Criticisms Of The Study
However, while Motta and fellow researchers are concerned that glyphosate could be contributing to the die-off of bees and colony collapse disorder, others have warned against being too quick to pin the blame on glyphosate. Those skeptical of the study’s results point out that the level of glyphosate used in the study may have been far greater than what a bee would be exposed in the environment.
Chemist at RMIT University in Melbourne, Australia, Oliver Jones, says it is probable the doses used are too high and do not adequately reflect the amount of glyphosate a bee is likely to encounter in the environment. Therefore, Jones argues, the results of the paper are evidence just that glyphosate could harm the guts of bees, “not that it actually does so in the environment.” Other culprits, such as global warming, mites, and other pesticides could also be contributing to colony collapse disorder.
Concerns were also voiced about the scale of the study. The sample size of the study was 45, or 15 bees from each of the three test groups. Criticism has been made that the size of the study was too small and that larger studies have shown the glyphosate in roundup to be largely safe for bees. Monsanto says that no large-scale study has shown that glyphosate is linked to the death of honeybees, and says that there have been over four decades of robust research demonstrating glyphosate “poses no unreasonable risk for humans, animal, and the environment generally.”
In terms of the glyphosate’s impacts on humans, epidemiological studies of glyphosate exposure do suggest some weak links between glyphosate and types of non-Hodgkin’s lymphoma. Bioaccumulation of glyphosate remains a concern to many scientists, however, such as toxicologist Felix Carvalho from Porutgal’s University of Prot, who says that the increasing usage of glyphosate in herbicides means people are likely being exposed to glyphosate in increasing dosages and that the exposure is “potentially deleterious”.
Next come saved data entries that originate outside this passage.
use chrono::{DateTime, Local};

use crate::constants::{INITIAL_SESSION_ID, SESSION_PREFIX};

/// Identity of one conversation. Never mutated; replaced wholesale.
#[derive(Debug, Clone, PartialEq, Eq)]
pub struct Session {
    id: String,
    started_at: DateTime<Local>,
}

impl Session {
    /// The session a fresh start opens with.
    pub fn initial() -> Self {
        Self { id: INITIAL_SESSION_ID.to_string(), started_at: Local::now() }
    }

    /// Mint a new, unique session.
    pub fn fresh() -> Self {
        Self { id: format!("{}{}", SESSION_PREFIX, uuid::Uuid::new_v4().simple()), started_at: Local::now() }
    }

    pub fn id(&self) -> &str {
        &self.id
    }

    pub fn started_at(&self) -> DateTime<Local> {
        self.started_at
    }

    /// First 8 chars after the prefix, for the header.
    pub fn short_id(&self) -> &str {
        let rest = self.id.strip_prefix(SESSION_PREFIX).unwrap_or(&self.id);
        match rest.char_indices().nth(8) {
            Some((idx, _)) => &rest[..idx],
            None => rest,
        }
    }
}
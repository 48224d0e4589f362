use std::path::PathBuf;

use clap::Parser;

use crate::config::{AppConfig, ConfigError};

/// Terminal client for a streaming web-search answer service.
#[derive(Debug, Parser)]
#[command(name = "askstream", version, about)]
pub struct Cli {
    /// Stream endpoint; the query is appended as a path segment
    #[arg(long, value_name = "URL")]
    pub base_url: Option<String>,

    /// Config file (defaults to .askstream/config.yaml when present)
    #[arg(short, long, value_name = "PATH")]
    pub config: Option<PathBuf>,

    /// Log level for the log file, e.g. debug or askstream=trace
    #[arg(long, value_name = "LEVEL")]
    pub log_level: Option<String>,

    /// Ask one question, print the answer and exit
    #[arg(short, long, value_name = "QUESTION")]
    pub query: Option<String>,
}

impl Cli {
    /// Defaults, then file, then environment, then flags.
    pub fn resolve_config(&self, env_base_url: Option<String>) -> Result<AppConfig, ConfigError> {
        let mut config = AppConfig::load(self.config.as_deref())?;
        config.apply_env(env_base_url);
        if let Some(url) = &self.base_url {
            config.base_url = url.clone();
        }
        if let Some(level) = &self.log_level {
            config.log_level = level.clone();
        }
        config.validate()?;
        Ok(config)
    }
}
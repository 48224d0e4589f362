//! Stage panel: shows whichever of searching / reading / writing is current.
//!
//! [`stage_display`] is the pure part; [`render_stage`] paints its result.

use ratatui::{
    prelude::*,
    widgets::{Block, Borders, Padding, Paragraph, Scrollbar, ScrollbarOrientation, ScrollbarState, Wrap},
};

use super::{helpers::wrap_text, theme};
use crate::state::{Stage, State, StreamState};

/// One source as shown in the reading panel.
#[derive(Debug, Clone, PartialEq, Eq)]
pub struct Source<'a> {
    pub label: &'a str,
    pub url: &'a str,
}

/// What the stage area should show. At most one panel at a time.
#[derive(Debug, Clone, PartialEq, Eq)]
pub enum StageDisplay<'a> {
    /// Idle and nothing streaming
    Hidden,
    /// Streaming but no stage reached yet
    Waiting,
    Searching { query: &'a str },
    Reading { sources: Vec<Source<'a>> },
    Writing { answer: &'a str },
}

pub fn stage_display(stream: &StreamState) -> StageDisplay<'_> {
    match stream.stage {
        Stage::None if stream.in_progress() => StageDisplay::Waiting,
        Stage::None => StageDisplay::Hidden,
        Stage::Searching => StageDisplay::Searching { query: &stream.search_query },
        Stage::Reading if stream.sources.is_empty() => StageDisplay::Waiting,
        Stage::Reading => StageDisplay::Reading {
            sources: stream.sources.iter().map(|url| Source { label: source_label(url), url }).collect(),
        },
        Stage::Writing => StageDisplay::Writing { answer: &stream.answer },
    }
}

/// Host part of a source URL: scheme dropped, cut at the first `/`.
pub fn source_label(url: &str) -> &str {
    let rest = url.strip_prefix("https://").or_else(|| url.strip_prefix("http://")).unwrap_or(url);
    rest.split('/').next().unwrap_or(rest)
}

pub fn render_stage(frame: &mut Frame, state: &mut State, stream: &StreamState, area: Rect) {
    let display = stage_display(stream);

    let (title, tint) = match &display {
        StageDisplay::Hidden => return,
        StageDisplay::Waiting => (String::new(), theme::BG_SURFACE),
        StageDisplay::Searching { .. } => (" 🔍 Searching the web ".to_string(), theme::STAGE_SEARCHING),
        StageDisplay::Reading { .. } => (" 📚 Reading ".to_string(), theme::STAGE_READING),
        StageDisplay::Writing { .. } => (" ✍ Writing answer ".to_string(), theme::STAGE_WRITING),
    };

    let block = Block::default()
        .borders(Borders::ALL)
        .border_style(Style::default().fg(theme::BORDER))
        .style(Style::default().bg(tint))
        .padding(Padding::horizontal(1))
        .title(Span::styled(title, Style::default().fg(theme::TEXT).bold()));
    let inner = block.inner(area);
    frame.render_widget(block, area);

    match display {
        StageDisplay::Hidden | StageDisplay::Waiting => {}
        StageDisplay::Searching { query } => {
            let line = Line::from(vec![
                Span::styled("Query: ", Style::default().fg(theme::TEXT_SECONDARY).bold()),
                Span::styled(query, Style::default().fg(theme::TEXT)),
            ]);
            frame.render_widget(Paragraph::new(line).wrap(Wrap { trim: false }), inner);
        }
        StageDisplay::Reading { sources } => {
            let mut lines = vec![Line::from(Span::styled(
                "Sources:",
                Style::default().fg(theme::TEXT_SECONDARY).bold(),
            ))];
            for source in sources {
                lines.push(Line::from(vec![
                    Span::styled("  • ", Style::default().fg(theme::TEXT_MUTED)),
                    Span::styled(source.label, Style::default().fg(theme::LINK).underlined()),
                ]));
            }
            frame.render_widget(Paragraph::new(lines), inner);
        }
        StageDisplay::Writing { answer } => render_answer(frame, state, answer, inner),
    }
}

fn render_answer(frame: &mut Frame, state: &mut State, answer: &str, area: Rect) {
    // Pre-wrap so the scroll range matches the rows actually drawn.
    // One column is left for the scrollbar.
    let wrap_width = area.width.saturating_sub(1) as usize;
    let lines: Vec<Line> = answer
        .split('\n')
        .flat_map(|line| wrap_text(line, wrap_width))
        .map(|row| Line::from(Span::styled(row, Style::default().fg(theme::TEXT))))
        .collect();

    let viewport_height = area.height as usize;
    let content_height = lines.len();
    let max_scroll = content_height.saturating_sub(viewport_height).min(u16::MAX as usize) as u16;
    state.max_scroll = max_scroll;

    // Follow the tail unless the user scrolled up
    if state.user_scrolled && state.scroll_offset >= max_scroll {
        state.user_scrolled = false;
    }
    if !state.user_scrolled {
        state.scroll_offset = max_scroll;
    }
    state.scroll_offset = state.scroll_offset.min(max_scroll);

    let paragraph = Paragraph::new(lines).scroll((state.scroll_offset, 0));
    frame.render_widget(paragraph, area);

    if content_height > viewport_height {
        let scrollbar = Scrollbar::default()
            .orientation(ScrollbarOrientation::VerticalRight)
            .style(Style::default().fg(theme::BG_ELEVATED))
            .thumb_style(Style::default().fg(theme::ACCENT_DIM));
        let mut scrollbar_state = ScrollbarState::new(max_scroll as usize).position(state.scroll_offset as usize);
        frame.render_stateful_widget(scrollbar, area, &mut scrollbar_state);
    }
}
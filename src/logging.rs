use std::fs::{self, OpenOptions};
use std::io;

use tracing_appender::non_blocking::WorkerGuard;
use tracing_subscriber::EnvFilter;

use crate::config::AppConfig;
use crate::constants::LOG_FILE;

/// Route tracing output to the log file. The terminal belongs to the UI.
///
/// `RUST_LOG` wins over the configured level. Keep the guard alive until
/// exit or buffered lines are lost.
pub fn init(config: &AppConfig) -> io::Result<WorkerGuard> {
    fs::create_dir_all(&config.log_dir)?;
    let file = OpenOptions::new().create(true).append(true).open(config.log_dir.join(LOG_FILE))?;
    let (writer, guard) = tracing_appender::non_blocking(file);

    let filter = match EnvFilter::try_from_default_env() {
        Ok(filter) => filter,
        Err(_) => EnvFilter::try_new(&config.log_level).map_err(io::Error::other)?,
    };

    tracing_subscriber::fmt()
        .with_env_filter(filter)
        .with_writer(writer)
        .with_ansi(false)
        .with_target(true)
        .with_thread_names(true)
        .try_init()
        .map_err(io::Error::other)?;

    Ok(guard)
}
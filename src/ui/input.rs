use ratatui::{
    prelude::*,
    widgets::{Block, Borders, Paragraph},
};
use unicode_width::UnicodeWidthStr;

use super::{helpers::truncate_string, spinner::spinner, theme};
use crate::constants::INPUT_PLACEHOLDER;
use crate::state::{State, StreamState, StreamStatus};

const KEY_HINTS: &str = "Enter ask · Esc stop · ^N new chat · ^Q quit ";

pub fn render_input(frame: &mut Frame, state: &State, area: Rect) {
    let block = Block::default()
        .borders(Borders::ALL)
        .border_style(Style::default().fg(theme::BORDER_FOCUS))
        .style(Style::default().bg(theme::BG_INPUT));
    let inner = block.inner(area);
    frame.render_widget(block, area);

    if state.input.is_empty() {
        let placeholder = Paragraph::new(Span::styled(INPUT_PLACEHOLDER, Style::default().fg(theme::TEXT_MUTED)));
        frame.render_widget(placeholder, inner);
        frame.set_cursor_position((inner.x, inner.y));
        return;
    }

    // Single line: scroll horizontally so the cursor stays visible
    let cursor_col = state.input[..state.input_cursor].width() as u16;
    let visible = inner.width.saturating_sub(1);
    let offset = cursor_col.saturating_sub(visible);

    let paragraph =
        Paragraph::new(Span::styled(state.input.as_str(), Style::default().fg(theme::TEXT))).scroll((0, offset));
    frame.render_widget(paragraph, inner);
    frame.set_cursor_position((inner.x + cursor_col - offset, inner.y));
}

pub fn render_status_bar(frame: &mut Frame, state: &State, stream: &StreamState, area: Rect) {
    let base_style = Style::default().bg(theme::BG_BASE).fg(theme::TEXT_MUTED);
    let badge = |bg: Color| Style::default().fg(theme::BG_BASE).bg(bg).bold();

    let mut spans = vec![Span::styled(" ", base_style)];

    match &stream.status {
        StreamStatus::Streaming => {
            spans.push(Span::styled(
                format!(" {} PROCESSING ", spinner(state.spinner_frame)),
                badge(theme::SUCCESS),
            ));
        }
        StreamStatus::Idle => spans.push(Span::styled(" READY ", badge(theme::TEXT_MUTED))),
        StreamStatus::Done => spans.push(Span::styled(" DONE ", badge(theme::ACCENT_DIM))),
        StreamStatus::Stopped => spans.push(Span::styled(" STOPPED ", badge(theme::WARNING))),
        StreamStatus::Failed(message) => {
            spans.push(Span::styled(" ERROR ", badge(theme::ERROR)));
            spans.push(Span::styled(" ", base_style));
            spans.push(Span::styled(truncate_string(message, 60), Style::default().fg(theme::ERROR).bg(theme::BG_BASE)));
        }
    }
    spans.push(Span::styled(" ", base_style));

    if stream.checkpoint.is_some() {
        spans.push(Span::styled(" ⟳ RESUMABLE ", Style::default().fg(theme::TEXT).bg(theme::BG_ELEVATED)));
        spans.push(Span::styled(" ", base_style));
    }

    let left_width: usize = spans.iter().map(|s| s.content.width()).sum();
    let padding = (area.width as usize).saturating_sub(left_width + KEY_HINTS.width());
    spans.push(Span::styled(" ".repeat(padding), base_style));
    spans.push(Span::styled(KEY_HINTS, base_style));

    frame.render_widget(Paragraph::new(Line::from(spans)), area);
}
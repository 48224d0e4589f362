use std::io;
use std::sync::mpsc::Receiver;
use std::time::{Duration, Instant};

use crossterm::event;
use ratatui::prelude::*;
use tracing::{debug, info};

use super::actions::{Action, ActionResult, apply_action};
use super::events::handle_event;
use super::shell::ChatShell;
use crate::constants::{EVENT_POLL_MS, RENDER_THROTTLE_MS, SPINNER_INTERVAL_MS};
use crate::infra::client::StreamMessage;
use crate::state::State;
use crate::ui;

pub struct App {
    pub state: State,
    shell: ChatShell,
    title: String,
    /// Last render time for throttling
    last_render: Instant,
    /// Last spinner animation update time
    last_spinner: Instant,
}

impl App {
    pub fn new(shell: ChatShell, title: String) -> Self {
        let now = Instant::now();
        Self { state: State::default(), shell, title, last_render: now, last_spinner: now }
    }

    pub fn run(
        &mut self,
        terminal: &mut Terminal<CrosstermBackend<io::Stdout>>,
        rx: Receiver<StreamMessage>,
    ) -> io::Result<()> {
        self.draw(terminal)?;

        loop {
            // Input first for minimal latency
            if event::poll(Duration::ZERO)? {
                let evt = event::read()?;
                let Some(action) = handle_event(&evt) else {
                    info!("quit requested");
                    break;
                };
                self.handle_action(action);
                if self.state.dirty {
                    self.draw(terminal)?;
                }
            }

            while let Ok(msg) = rx.try_recv() {
                if self.shell.handle_message(msg) {
                    self.state.dirty = true;
                }
            }

            self.update_spinner();

            if self.state.dirty && self.last_render.elapsed() >= Duration::from_millis(RENDER_THROTTLE_MS) {
                self.draw(terminal)?;
            }

            // Sleep longer when idle
            let poll_ms = if self.shell.stream().in_progress() || self.state.dirty { EVENT_POLL_MS } else { 50 };
            let _ = event::poll(Duration::from_millis(poll_ms))?;
        }

        self.shell.shutdown();
        Ok(())
    }

    fn draw(&mut self, terminal: &mut Terminal<CrosstermBackend<io::Stdout>>) -> io::Result<()> {
        let (state, shell, title) = (&mut self.state, &self.shell, self.title.as_str());
        terminal.draw(|frame| ui::render(frame, state, shell, title))?;
        self.state.dirty = false;
        self.last_render = Instant::now();
        Ok(())
    }

    fn handle_action(&mut self, action: Action) {
        match apply_action(&mut self.state, action) {
            ActionResult::Nothing => {}
            ActionResult::Submit(query) => {
                if let Err(err) = self.shell.submit(&query) {
                    debug!(%err, "query rejected");
                }
            }
            ActionResult::NewSession => self.shell.new_session(),
            ActionResult::Stop => {
                self.shell.stop();
            }
        }
        self.state.dirty = true;
    }

    fn update_spinner(&mut self) {
        if !self.shell.stream().in_progress() {
            return;
        }
        if self.last_spinner.elapsed() >= Duration::from_millis(SPINNER_INTERVAL_MS) {
            self.state.spinner_frame = self.state.spinner_frame.wrapping_add(1);
            self.last_spinner = Instant::now();
            self.state.dirty = true;
        }
    }
}
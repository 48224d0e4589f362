// =============================================================================
// SERVER
// =============================================================================

/// Answer stream endpoint used when nothing else is configured
pub const DEFAULT_BASE_URL: &str = "http://127.0.0.1:8000/chat_stream/";

/// Connect timeout for opening a stream (seconds)
pub const DEFAULT_CONNECT_TIMEOUT_SECS: u64 = 10;

/// Environment variable overriding the base URL
pub const BASE_URL_ENV: &str = "ASKSTREAM_BASE_URL";

/// Longest error body kept from a failed response (characters)
pub const MAX_ERROR_BODY_CHARS: usize = 200;

// =============================================================================
// FILES
// =============================================================================

/// Directory for config and logs
pub const STORE_DIR: &str = "./.askstream";

/// Config file name inside STORE_DIR
pub const CONFIG_FILE: &str = "config.yaml";

/// Default log directory
pub const DEFAULT_LOG_DIR: &str = "./.askstream/logs";

/// Log file name inside the log directory
pub const LOG_FILE: &str = "askstream.log";

/// Default tracing filter
pub const DEFAULT_LOG_LEVEL: &str = "info";

// =============================================================================
// SESSION
// =============================================================================

/// Session id used on first load
pub const INITIAL_SESSION_ID: &str = "default";

/// Prefix for sessions started with "new chat"
pub const SESSION_PREFIX: &str = "chat_";

// =============================================================================
// EVENT LOOP
// =============================================================================

/// Poll interval for terminal input in milliseconds
pub const EVENT_POLL_MS: u64 = 8;

/// Minimum time between renders (ms) - caps at ~28fps
pub const RENDER_THROTTLE_MS: u64 = 36;

/// Spinner frame interval (ms)
pub const SPINNER_INTERVAL_MS: u64 = 80;

// =============================================================================
// SCROLLING
// =============================================================================

/// Scroll amount for arrow keys
pub const SCROLL_ARROW_AMOUNT: u16 = 1;

/// Scroll amount for PageUp/PageDown
pub const SCROLL_PAGE_AMOUNT: u16 = 10;

// =============================================================================
// UI TEXT
// =============================================================================

/// Default header title
pub const DEFAULT_TITLE: &str = "askstream";

/// Shown in the empty input box
pub const INPUT_PLACEHOLDER: &str = "Ask me anything...";
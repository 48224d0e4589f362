mod app;
mod cli;
mod config;
mod constants;
mod infra;
mod logging;
mod state;
mod ui;

use std::io;
use std::process::ExitCode;
use std::sync::mpsc;

use clap::Parser;
use crossterm::{
    ExecutableCommand,
    event::{DisableBracketedPaste, EnableBracketedPaste},
    terminal::{EnterAlternateScreen, LeaveAlternateScreen, disable_raw_mode, enable_raw_mode},
};
use ratatui::prelude::*;
use tracing::{error, info};

use app::controller::StreamController;
use app::headless::{HeadlessError, run_once};
use app::{App, ChatShell};
use cli::Cli;
use constants::BASE_URL_ENV;
use infra::client::{HttpTransport, StreamMessage};
use state::StreamStatus;

fn main() -> io::Result<ExitCode> {
    let cli = Cli::parse();

    // A missing .env is fine
    let _ = dotenvy::dotenv();

    let config = match cli.resolve_config(std::env::var(BASE_URL_ENV).ok()) {
        Ok(config) => config,
        Err(err) => {
            eprintln!("askstream: {err}");
            return Ok(ExitCode::from(2));
        }
    };

    let _log_guard = logging::init(&config)?;
    info!(base_url = %config.base_url, "starting");

    let transport = HttpTransport::new(&config).map_err(io::Error::other)?;
    let (tx, rx) = mpsc::channel::<StreamMessage>();
    let mut shell = ChatShell::new(StreamController::new(Box::new(transport), tx));

    if let Some(query) = cli.query.as_deref() {
        return run_headless(&mut shell, &rx, query);
    }

    // Panic hook: restore the terminal before the default hook prints,
    // otherwise raw mode and the alternate screen swallow the message.
    let default_hook = std::panic::take_hook();
    std::panic::set_hook(Box::new(move |info| {
        let _ = disable_raw_mode();
        let _ = io::stdout().execute(DisableBracketedPaste);
        let _ = io::stdout().execute(LeaveAlternateScreen);
        error!(%info, "panic");
        default_hook(info);
    }));

    enable_raw_mode()?;
    io::stdout().execute(EnterAlternateScreen)?;
    io::stdout().execute(EnableBracketedPaste)?;
    let mut terminal = Terminal::new(CrosstermBackend::new(io::stdout()))?;

    let mut app = App::new(shell, config.title.clone());
    let result = app.run(&mut terminal, rx);

    // Cleanup
    disable_raw_mode()?;
    io::stdout().execute(DisableBracketedPaste)?;
    io::stdout().execute(LeaveAlternateScreen)?;
    terminal.show_cursor()?;

    result.map(|()| ExitCode::SUCCESS)
}

fn run_headless(shell: &mut ChatShell, rx: &mpsc::Receiver<StreamMessage>, query: &str) -> io::Result<ExitCode> {
    let mut stdout = io::stdout().lock();
    match run_once(shell, rx, query, &mut stdout) {
        Ok(StreamStatus::Done) => Ok(ExitCode::SUCCESS),
        Ok(StreamStatus::Failed(message)) => {
            eprintln!("askstream: {message}");
            Ok(ExitCode::FAILURE)
        }
        Ok(status) => {
            eprintln!("askstream: stream ended as {status:?}");
            Ok(ExitCode::FAILURE)
        }
        Err(HeadlessError::Query(err)) => {
            eprintln!("askstream: {err}");
            Ok(ExitCode::from(2))
        }
        Err(HeadlessError::Io(err)) => Err(err),
    }
}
However, an analysis was done in 2016 surveyed over 90,000 workers that had been exposed to glyphosate on farms for over two decades and found no statistically significant association between glyphosate and non-Hodgkin’s lymphoma. Furthermore, a systematic review of cancer and glyphosate done in 2012 found that there was “no consistent pattern of positive associations” between cancer and large and exposure to glyphosate. While glyphosate may be unsafe at some level of concentration, so is every other chemical, and the questions revolve around what dosage people are being exposed to. In this regard, scientists and doctor’s like Steven Novella, a clinical neurologist from Yale University’s School of Medicine worry that opposing glyphosate is counter-productive and that as one of the safer pesticides out there, its replacement could be even worse for human and environmental health.
Ultimately, the debate about glyphosate’s safety for bees rages on, and while the University of Texas study is interesting, it will take larger scale, more comprehensive research to uncover if glyphosate poses a substantial risk to honeybee populations.